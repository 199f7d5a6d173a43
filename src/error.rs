// src/error.rs - Error taxonomy for the fleet core
use thiserror::Error;

/// Failure of a network/protocol operation against one printer.
///
/// Every vendor client normalizes its low-level transport errors into this
/// enum; raw reqwest/rumqttc errors never cross a client's public surface.
#[derive(Debug, Error)]
pub enum ConnectionError {
    /// The operation did not complete within its deadline.
    #[error("operation timed out: {0}")]
    Timeout(String),

    /// The device could not be reached (refused, DNS, dropped socket).
    #[error("printer unreachable: {0}")]
    Unreachable(String),

    /// The device rejected our credentials. Not retryable.
    #[error("authentication rejected: {0}")]
    AuthRejected(String),

    /// The device refused the request in its current state.
    #[error("device conflict: {0}")]
    DeviceConflict(String),

    /// The device answered with something we could not interpret.
    #[error("protocol error: {0}")]
    Protocol(String),
}

impl ConnectionError {
    /// Whether the supervisor may retry the operation later.
    pub fn is_retryable(&self) -> bool {
        !matches!(self, ConnectionError::AuthRejected(_))
    }
}

/// Per-printer configuration problem, fatal for that printer only.
#[derive(Debug, Error)]
pub enum ConfigError {
    #[error("failed to read config file {path}: {source}")]
    Io {
        path: String,
        #[source]
        source: std::io::Error,
    },

    #[error("failed to parse config file {path}: {source}")]
    Parse {
        path: String,
        #[source]
        source: toml::de::Error,
    },

    #[error("printer {printer_id}: unsupported kind `{kind}`")]
    UnsupportedKind { printer_id: String, kind: String },

    #[error("printer {printer_id}: missing required field `{field}` for kind `{kind}`")]
    MissingField {
        printer_id: String,
        field: &'static str,
        kind: String,
    },

    #[error("duplicate printer id `{0}`")]
    DuplicateId(String),

    #[error("printer {printer_id}: failed to build HTTP client: {detail}")]
    HttpClient { printer_id: String, detail: String },
}

/// Top-level error surface of the supervisor and dispatcher.
#[derive(Debug, Error)]
pub enum FleetError {
    /// No printer with this id is managed.
    #[error("printer not found: {0}")]
    NotFound(String),

    /// A connection-level failure, attributed to one printer.
    #[error("printer {printer_id}: {source}")]
    Connection {
        printer_id: String,
        #[source]
        source: ConnectionError,
    },

    #[error(transparent)]
    Config(#[from] ConfigError),
}

impl FleetError {
    pub fn connection(printer_id: &str, source: ConnectionError) -> Self {
        FleetError::Connection {
            printer_id: printer_id.to_string(),
            source,
        }
    }
}

#[cfg(test)]
mod tests {
    use super::*;

    #[test]
    fn auth_rejection_is_not_retryable() {
        assert!(!ConnectionError::AuthRejected("bad key".into()).is_retryable());
        assert!(ConnectionError::Timeout("probe".into()).is_retryable());
        assert!(ConnectionError::Unreachable("refused".into()).is_retryable());
        assert!(ConnectionError::DeviceConflict("no job".into()).is_retryable());
    }

    #[test]
    fn fleet_error_names_the_printer() {
        let err = FleetError::connection("prusa_001", ConnectionError::Timeout("status".into()));
        assert!(err.to_string().contains("prusa_001"));
    }
}
impl ConnectionSupervisor {
    pub fn new(
        factory: Box<dyn ClientFactory>,
        sink: Arc<dyn NotificationSink>,
        settings: ServiceConfig,
    ) -> Self {
        let (shutdown_tx, _) = broadcast::channel(1);
        Self {
            registry: Arc::new(RwLock::new(HashMap::new())),
            factory,
            sink,
            settings,
            shutdown_tx,
            active: AtomicBool::new(true),
        }
    }

    /// Instantiate a client for every configured printer. A printer with an
    /// unsupported kind or broken configuration is skipped with a warning;
    /// the rest of the fleet loads normally. Returns how many printers are
    /// now managed.
    pub async fn load_and_instantiate(&self, configs: &[PrinterConfig]) -> usize {
        let mut registry = self.registry.write().await;
        for config in configs {
            if registry.contains_key(&config.id) {
                tracing::warn!(printer_id = %config.id, "printer already managed, skipping");
                continue;
            }
            match self.factory.create(config) {
                Ok(client) => {
                    let handle = PrinterHandle::new(
                        &config.id,
                        config.display_name(),
                        &config.address,
                        config.credential(),
                    );
                    tracing::info!(
                        printer_id = %config.id,
                        kind = %config.kind,
                        address = %config.address,
                        "printer registered"
                    );
                    registry.insert(
                        config.id.clone(),
                        ManagedPrinter {
                            handle,
                            client: Arc::new(Mutex::new(client)),
                            monitor: None,
                        },
                    );
                }
                Err(e) => {
                    tracing::warn!(printer_id = %config.id, error = %e, "skipping printer");
                }
            }
        }
        registry.len()
    }

    pub async fn printer_ids(&self) -> Vec<String> {
        self.registry.read().await.keys().cloned().collect()
    }

    /// Current handle snapshot for one printer.
    pub async fn printer_handle(&self, id: &str) -> Result<PrinterHandle, FleetError> {
        self.registry
            .read()
            .await
            .get(id)
            .map(|m| m.handle.clone())
            .ok_or_else(|| FleetError::NotFound(id.to_string()))
    }

    pub async fn is_connected(&self, id: &str) -> Result<bool, FleetError> {
        Ok(self.printer_handle(id).await?.state.is_connected())
    }

    pub(crate) async fn client_for(&self, id: &str) -> Result<SharedClient, FleetError> {
        self.registry
            .read()
            .await
            .get(id)
            .map(|m| m.client.clone())
            .ok_or_else(|| FleetError::NotFound(id.to_string()))
    }

    async fn update_handle<F>(&self, id: &str, mutate: F)
    where
        F: FnOnce(&mut PrinterHandle),
    {
        if let Some(managed) = self.registry.write().await.get_mut(id) {
            mutate(&mut managed.handle);
        }
    }

    /// Connect one printer, cache its first status snapshot, and announce it.
    pub async fn connect_printer(&self, id: &str) -> Result<(), FleetError> {
        let client = self.client_for(id).await?;
        self.update_handle(id, |h| h.state = ConnectionState::Connecting)
            .await;

        let connect_result = client.lock().await.connect().await;
        if let Err(e) = connect_result {
            self.update_handle(id, |h| h.state = ConnectionState::Disconnected)
                .await;
            tracing::warn!(printer_id = id, error = %e, "connect failed");
            return Err(FleetError::connection(id, e));
        }

        match client.lock().await.get_status().await {
            Ok(snapshot) => {
                self.update_handle(id, |h| h.cache_snapshot(snapshot)).await;
            }
            Err(e) => {
                tracing::debug!(printer_id = id, error = %e, "no initial status snapshot");
            }
        }

        self.update_handle(id, |h| h.state = ConnectionState::Connected)
            .await;
        self.sink.publish(FleetEvent::printer_connected(id)).await;
        tracing::info!(printer_id = id, "printer connected");
        Ok(())
    }

    /// Idempotent connect followed by starting the background monitor.
    ///
    /// This runs unattended, so apart from an unknown id every failure is
    /// emitted as a progress event instead of propagated: observers see
    /// `connecting → connected → monitoring`, or a `failed`/`error` stage.
    pub async fn connect_and_monitor(&self, id: &str) -> Result<(), FleetError> {
        let already_connected = self.is_connected(id).await?;

        self.sink
            .publish(FleetEvent::connection_progress(
                id,
                ProgressStage::Connecting,
                None,
            ))
            .await;

        if !already_connected {
            if let Err(e) = self.connect_printer(id).await {
                self.sink
                    .publish(FleetEvent::connection_progress(
                        id,
                        ProgressStage::Failed,
                        Some(&e.to_string()),
                    ))
                    .await;
                return Ok(());
            }
        }

        self.sink
            .publish(FleetEvent::connection_progress(
                id,
                ProgressStage::Connected,
                None,
            ))
            .await;

        match self.start_monitor(id).await {
            Ok(()) => {
                self.sink
                    .publish(FleetEvent::connection_progress(
                        id,
                        ProgressStage::Monitoring,
                        None,
                    ))
                    .await;
            }
            Err(e) => {
                self.sink
                    .publish(FleetEvent::connection_progress(
                        id,
                        ProgressStage::Error,
                        Some(&e.to_string()),
                    ))
                    .await;
            }
        }
        Ok(())
    }

    /// Attach a monitor task to the printer if none is running.
    async fn start_monitor(&self, id: &str) -> Result<(), FleetError> {
        let mut registry = self.registry.write().await;
        let managed = registry
            .get_mut(id)
            .ok_or_else(|| FleetError::NotFound(id.to_string()))?;
        if managed.monitor.as_ref().is_some_and(|t| !t.is_finished()) {
            return Ok(());
        }
        let task = tokio::spawn(monitor_loop(
            id.to_string(),
            managed.client.clone(),
            self.registry.clone(),
            self.sink.clone(),
            self.settings.clone(),
            self.shutdown_tx.subscribe(),
        ));
        managed.monitor = Some(task);
        Ok(())
    }

    /// Tear down one printer's session. Best-effort once the id resolves:
    /// the monitor is cancelled and the client released.
    pub async fn disconnect_printer(&self, id: &str) -> Result<(), FleetError> {
        let (client, monitor) = {
            let mut registry = self.registry.write().await;
            let managed = registry
                .get_mut(id)
                .ok_or_else(|| FleetError::NotFound(id.to_string()))?;
            managed.handle.state = ConnectionState::Disconnected;
            (managed.client.clone(), managed.monitor.take())
        };
        if let Some(task) = monitor {
            task.abort();
        }
        client.lock().await.disconnect().await;
        self.sink.publish(FleetEvent::printer_disconnected(id)).await;
        tracing::info!(printer_id = id, "printer disconnected");
        Ok(())
    }

    /// Remove a printer from the fleet entirely, destroying its handle.
    pub async fn remove_printer(&self, id: &str) -> Result<(), FleetError> {
        self.disconnect_printer(id).await?;
        self.registry.write().await.remove(id);
        tracing::info!(printer_id = id, "printer removed from fleet");
        Ok(())
    }

    /// Probe every managed printer and aggregate a fleet summary. Failures
    /// are recorded in the result, never raised.
    pub async fn health_check(&self) -> FleetHealth {
        let entries: Vec<(String, ConnectionState, Option<f64>, SharedClient)> = self
            .registry
            .read()
            .await
            .iter()
            .map(|(id, m)| {
                (
                    id.clone(),
                    m.handle.state,
                    m.handle.last_status_age(),
                    m.client.clone(),
                )
            })
            .collect();

        let probe_bound = Duration::from_secs(self.settings.probe_timeout_secs);
        let mut printers = HashMap::new();
        let mut connected_printers = 0;
        let mut healthy_printers = 0;

        for (id, state, last_status_age, client) in entries {
            let connected = state.is_connected();
            let mut healthy = false;
            if connected {
                connected_printers += 1;
                let probe = timeout(probe_bound, async {
                    let guard = client.lock().await;
                    let alive = guard.get_status().await.is_ok();
                    alive && !guard.is_degraded().await
                })
                .await;
                healthy = probe.unwrap_or(false);

                let new_state = if healthy {
                    ConnectionState::Healthy
                } else {
                    ConnectionState::Degraded
                };
                self.update_handle(&id, |h| {
                    if h.state.is_connected() {
                        h.state = new_state;
                    }
                })
                .await;
            }
            if healthy {
                healthy_printers += 1;
            }
            printers.insert(
                id,
                PrinterHealth {
                    connected,
                    healthy,
                    last_status_age,
                },
            );
        }

        FleetHealth {
            service_active: self.active.load(Ordering::Relaxed),
            total_printers: printers.len(),
            connected_printers,
            healthy_printers,
            printers,
        }
    }

    /// Disconnect the whole fleet. One failing device never blocks the
    /// shutdown of the rest.
    pub async fn shutdown(&self) {
        tracing::info!("shutting down printer fleet");
        self.active.store(false, Ordering::Relaxed);
        let _ = self.shutdown_tx.send(());
        for id in self.printer_ids().await {
            if let Err(e) = self.disconnect_printer(&id).await {
                tracing::warn!(printer_id = %id, error = %e, "disconnect during shutdown failed");
            }
        }
    }

    pub fn sink(&self) -> Arc<dyn NotificationSink> {
        self.sink.clone()
    }

    pub fn settings(&self) -> &ServiceConfig {
        &self.settings
    }
}
#[async_trait]
impl PrinterClient for BambuClient {
    async fn connect(&self) -> Result<(), ConnectionError> {
        let mut session = self.session.lock().await;

        // Already connected: no second handshake.
        if let Some(existing) = session.as_ref() {
            if !existing.task.is_finished() && self.shared.connected.load(Ordering::Relaxed) {
                return Ok(());
            }
        }
        if let Some(stale) = session.take() {
            stale.task.abort();
        }

        let client_id = format!("printfleet_{}", uuid::Uuid::new_v4());
        let mut options = MqttOptions::new(client_id, &self.settings.address, MQTT_PORT);
        options.set_credentials(MQTT_USERNAME, &self.settings.access_code);
        options.set_keep_alive(Duration::from_secs(30));
        options.set_clean_session(true);

        // The printer presents a self-signed certificate.
        let tls = TlsConfiguration::Simple {
            ca: vec![],
            alpn: None,
            client_auth: None,
        };
        options.set_transport(Transport::tls_with_config(tls));

        let (client, event_loop) = AsyncClient::new(options, 100);
        let (ready_tx, ready_rx) = oneshot::channel();
        let task = tokio::spawn(run_event_loop(event_loop, self.shared.clone(), ready_tx));

        match timeout(self.settings.connect_timeout, ready_rx).await {
            Err(_) => {
                task.abort();
                Err(ConnectionError::Timeout("MQTT session handshake".into()))
            }
            Ok(Err(_)) => {
                task.abort();
                Err(ConnectionError::Unreachable(
                    "telemetry session ended before ConnAck".into(),
                ))
            }
            Ok(Ok(Err(e))) => {
                task.abort();
                Err(e)
            }
            Ok(Ok(Ok(()))) => {
                if let Err(e) = client.subscribe(self.report_topic(), QoS::AtMostOnce).await {
                    task.abort();
                    return Err(ConnectionError::Protocol(e.to_string()));
                }
                // Ask for one full report so the status cache is primed.
                let _ = client
                    .publish(
                        self.request_topic(),
                        QoS::AtMostOnce,
                        false,
                        pushall_payload(),
                    )
                    .await;
                self.shared.connected.store(true, Ordering::Relaxed);
                *session = Some(Session { client, task });
                tracing::debug!(serial = %self.settings.serial, "telemetry session established");
                Ok(())
            }
        }
    }

    async fn disconnect(&self) {
        let mut session = self.session.lock().await;
        if let Some(session) = session.take() {
            let _ = session.client.disconnect().await;
            session.task.abort();
        }
        self.shared.connected.store(false, Ordering::Relaxed);
    }

    async fn is_connected(&self) -> bool {
        self.shared.connected.load(Ordering::Relaxed)
    }

    async fn get_status(&self) -> Result<StatusSnapshot, ConnectionError> {
        if !self.shared.connected.load(Ordering::Relaxed) {
            return Err(ConnectionError::Unreachable(
                "telemetry session not connected".into(),
            ));
        }
        if let Some(snapshot) = self.status_rx.borrow().clone() {
            return Ok(snapshot);
        }

        // Nothing received yet: request a full push and wait for the first
        // report to land.
        {
            let guard = self.session.lock().await;
            if let Some(session) = guard.as_ref() {
                let _ = session
                    .client
                    .publish(
                        self.request_topic(),
                        QoS::AtMostOnce,
                        false,
                        pushall_payload(),
                    )
                    .await;
            }
        }
        let mut rx = self.status_rx.clone();
        timeout(self.settings.request_timeout, async move {
            loop {
                rx.changed()
                    .await
                    .map_err(|_| ConnectionError::Unreachable("telemetry session closed".into()))?;
                let snapshot = rx.borrow().clone();
                if let Some(snapshot) = snapshot {
                    return Ok(snapshot);
                }
            }
        })
        .await
        .map_err(|_| ConnectionError::Timeout("waiting for first telemetry report".into()))?
    }

    async fn list_files(&self) -> Result<Vec<FileDescriptor>, ConnectionError> {
        if !self.shared.connected.load(Ordering::Relaxed) {
            return Err(ConnectionError::Unreachable(
                "telemetry session not connected".into(),
            ));
        }
        // The broker session has no file-browse operation; telemetry only
        // exposes the file of the current or last job.
        let files = self
            .status_rx
            .borrow()
            .as_ref()
            .and_then(|s| s.job.as_ref())
            .and_then(|j| j.name.clone())
            .map(|name| {
                vec![FileDescriptor {
                    path: name.clone(),
                    name,
                    size: None,
                    origin: "telemetry".to_string(),
                }]
            })
            .unwrap_or_default();
        Ok(files)
    }

    async fn pause_print(&self) -> Result<bool, ConnectionError> {
        self.command("pause", &["PAUSE"]).await
    }

    async fn resume_print(&self) -> Result<bool, ConnectionError> {
        self.command("resume", &["RUNNING"]).await
    }

    async fn stop_print(&self) -> Result<bool, ConnectionError> {
        self.command("stop", &["IDLE", "FINISH", "FAILED"]).await
    }

    async fn has_camera(&self) -> bool {
        self.shared.saw_camera.load(Ordering::Relaxed)
    }

    async fn camera_stream_url(&self) -> Option<String> {
        if self.shared.saw_camera.load(Ordering::Relaxed) {
            Some(format!(
                "rtsps://{}:{}/streaming/live/1",
                self.settings.address, CAMERA_PORT
            ))
        } else {
            None
        }
    }

    fn kind(&self) -> VendorKind {
        VendorKind::TelemetryMqtt
    }
}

- **Required work**:
The required output is a copy of each line in the records where the string "FleetHealth" occurs.

- **Response to the exercise**:
    pub async fn health_check(&self) -> FleetHealth {
        FleetHealth {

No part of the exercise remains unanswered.